* **WORK TO BE COMPLETED**:
Check the listing below line by line and report how many lines hold "HashMap", with no other words.

* **DATA IN THIS EXERCISE**:
Start of Block

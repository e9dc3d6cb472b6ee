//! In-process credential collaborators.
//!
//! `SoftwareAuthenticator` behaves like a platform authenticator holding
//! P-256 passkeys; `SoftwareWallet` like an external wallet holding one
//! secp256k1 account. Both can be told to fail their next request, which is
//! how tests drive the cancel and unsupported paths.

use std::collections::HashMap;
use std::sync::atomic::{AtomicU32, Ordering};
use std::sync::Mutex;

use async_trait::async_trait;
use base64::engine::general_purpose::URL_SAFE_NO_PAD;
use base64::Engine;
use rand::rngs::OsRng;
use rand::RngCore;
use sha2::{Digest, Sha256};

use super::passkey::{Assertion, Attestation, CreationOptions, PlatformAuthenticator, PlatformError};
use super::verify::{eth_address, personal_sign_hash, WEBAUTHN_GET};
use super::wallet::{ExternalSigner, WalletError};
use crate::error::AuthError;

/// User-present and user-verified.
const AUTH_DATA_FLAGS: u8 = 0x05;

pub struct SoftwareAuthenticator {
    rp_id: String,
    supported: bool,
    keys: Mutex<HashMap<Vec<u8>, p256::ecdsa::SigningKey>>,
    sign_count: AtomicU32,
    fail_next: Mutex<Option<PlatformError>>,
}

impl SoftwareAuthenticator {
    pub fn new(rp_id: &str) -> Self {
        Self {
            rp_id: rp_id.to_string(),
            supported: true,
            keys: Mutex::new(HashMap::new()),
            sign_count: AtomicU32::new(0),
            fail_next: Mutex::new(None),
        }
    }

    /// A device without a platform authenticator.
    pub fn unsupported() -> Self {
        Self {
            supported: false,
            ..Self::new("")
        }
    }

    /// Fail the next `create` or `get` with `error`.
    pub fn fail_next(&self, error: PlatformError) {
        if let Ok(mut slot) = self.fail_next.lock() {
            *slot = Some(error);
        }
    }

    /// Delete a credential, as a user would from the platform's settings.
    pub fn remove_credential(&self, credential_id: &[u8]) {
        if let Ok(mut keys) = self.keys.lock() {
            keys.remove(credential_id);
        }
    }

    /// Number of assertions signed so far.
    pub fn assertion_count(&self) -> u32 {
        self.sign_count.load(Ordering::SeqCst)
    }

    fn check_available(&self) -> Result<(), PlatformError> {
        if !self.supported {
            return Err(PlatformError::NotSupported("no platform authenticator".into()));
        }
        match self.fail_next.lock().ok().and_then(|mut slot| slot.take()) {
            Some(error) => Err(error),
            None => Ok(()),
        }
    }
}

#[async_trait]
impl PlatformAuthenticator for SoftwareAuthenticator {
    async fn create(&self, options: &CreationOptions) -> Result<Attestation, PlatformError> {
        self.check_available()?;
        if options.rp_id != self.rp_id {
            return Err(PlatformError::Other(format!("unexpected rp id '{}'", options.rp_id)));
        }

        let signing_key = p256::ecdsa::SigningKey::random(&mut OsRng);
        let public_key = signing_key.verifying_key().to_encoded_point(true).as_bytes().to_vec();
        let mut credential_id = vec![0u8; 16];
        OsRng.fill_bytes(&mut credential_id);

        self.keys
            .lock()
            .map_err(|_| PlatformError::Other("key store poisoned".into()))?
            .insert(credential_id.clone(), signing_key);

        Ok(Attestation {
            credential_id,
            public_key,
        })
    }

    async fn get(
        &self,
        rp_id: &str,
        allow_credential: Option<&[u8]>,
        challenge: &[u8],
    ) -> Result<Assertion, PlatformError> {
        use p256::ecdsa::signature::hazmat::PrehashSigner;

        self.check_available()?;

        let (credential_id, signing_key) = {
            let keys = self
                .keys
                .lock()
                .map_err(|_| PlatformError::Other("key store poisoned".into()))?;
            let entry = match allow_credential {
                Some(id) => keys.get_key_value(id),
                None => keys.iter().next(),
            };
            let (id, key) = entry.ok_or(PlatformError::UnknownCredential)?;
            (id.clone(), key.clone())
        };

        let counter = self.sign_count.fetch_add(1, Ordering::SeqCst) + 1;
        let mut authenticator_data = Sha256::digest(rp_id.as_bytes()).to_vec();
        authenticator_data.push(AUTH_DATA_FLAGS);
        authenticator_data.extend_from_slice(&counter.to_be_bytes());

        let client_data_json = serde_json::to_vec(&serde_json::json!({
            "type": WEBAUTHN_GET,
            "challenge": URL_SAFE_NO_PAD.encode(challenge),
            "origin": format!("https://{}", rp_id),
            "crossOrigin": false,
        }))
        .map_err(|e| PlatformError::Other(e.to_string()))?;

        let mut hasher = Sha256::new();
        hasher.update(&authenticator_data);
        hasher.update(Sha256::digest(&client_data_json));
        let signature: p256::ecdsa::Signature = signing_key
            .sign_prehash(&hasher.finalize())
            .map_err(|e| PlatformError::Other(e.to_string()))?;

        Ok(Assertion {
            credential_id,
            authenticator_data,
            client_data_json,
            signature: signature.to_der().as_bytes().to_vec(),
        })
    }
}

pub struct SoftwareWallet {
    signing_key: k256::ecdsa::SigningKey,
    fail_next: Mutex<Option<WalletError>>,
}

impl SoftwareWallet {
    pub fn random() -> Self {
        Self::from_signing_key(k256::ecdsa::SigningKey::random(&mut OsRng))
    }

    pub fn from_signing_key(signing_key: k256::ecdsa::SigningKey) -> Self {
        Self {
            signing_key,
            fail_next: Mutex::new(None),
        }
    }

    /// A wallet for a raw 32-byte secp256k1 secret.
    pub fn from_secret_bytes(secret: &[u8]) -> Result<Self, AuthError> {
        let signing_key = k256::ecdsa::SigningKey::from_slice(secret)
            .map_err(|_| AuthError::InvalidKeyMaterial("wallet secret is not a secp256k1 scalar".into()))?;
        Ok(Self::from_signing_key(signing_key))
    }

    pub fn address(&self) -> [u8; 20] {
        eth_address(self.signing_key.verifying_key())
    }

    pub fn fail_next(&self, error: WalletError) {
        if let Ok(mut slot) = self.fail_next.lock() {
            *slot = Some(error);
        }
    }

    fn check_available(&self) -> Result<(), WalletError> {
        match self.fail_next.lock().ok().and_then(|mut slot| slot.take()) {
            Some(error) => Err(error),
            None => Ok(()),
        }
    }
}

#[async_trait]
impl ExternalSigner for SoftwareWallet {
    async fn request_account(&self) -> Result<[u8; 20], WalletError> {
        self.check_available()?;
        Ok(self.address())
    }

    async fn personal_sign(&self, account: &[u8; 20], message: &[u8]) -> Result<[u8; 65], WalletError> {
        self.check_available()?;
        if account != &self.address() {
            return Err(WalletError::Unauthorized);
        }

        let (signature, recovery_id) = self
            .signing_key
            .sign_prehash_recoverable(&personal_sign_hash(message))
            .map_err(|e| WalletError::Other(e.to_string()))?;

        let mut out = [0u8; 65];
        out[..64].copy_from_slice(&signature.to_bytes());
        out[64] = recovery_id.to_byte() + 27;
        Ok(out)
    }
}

End of Block

* **EXPECTED ANSWER**:
3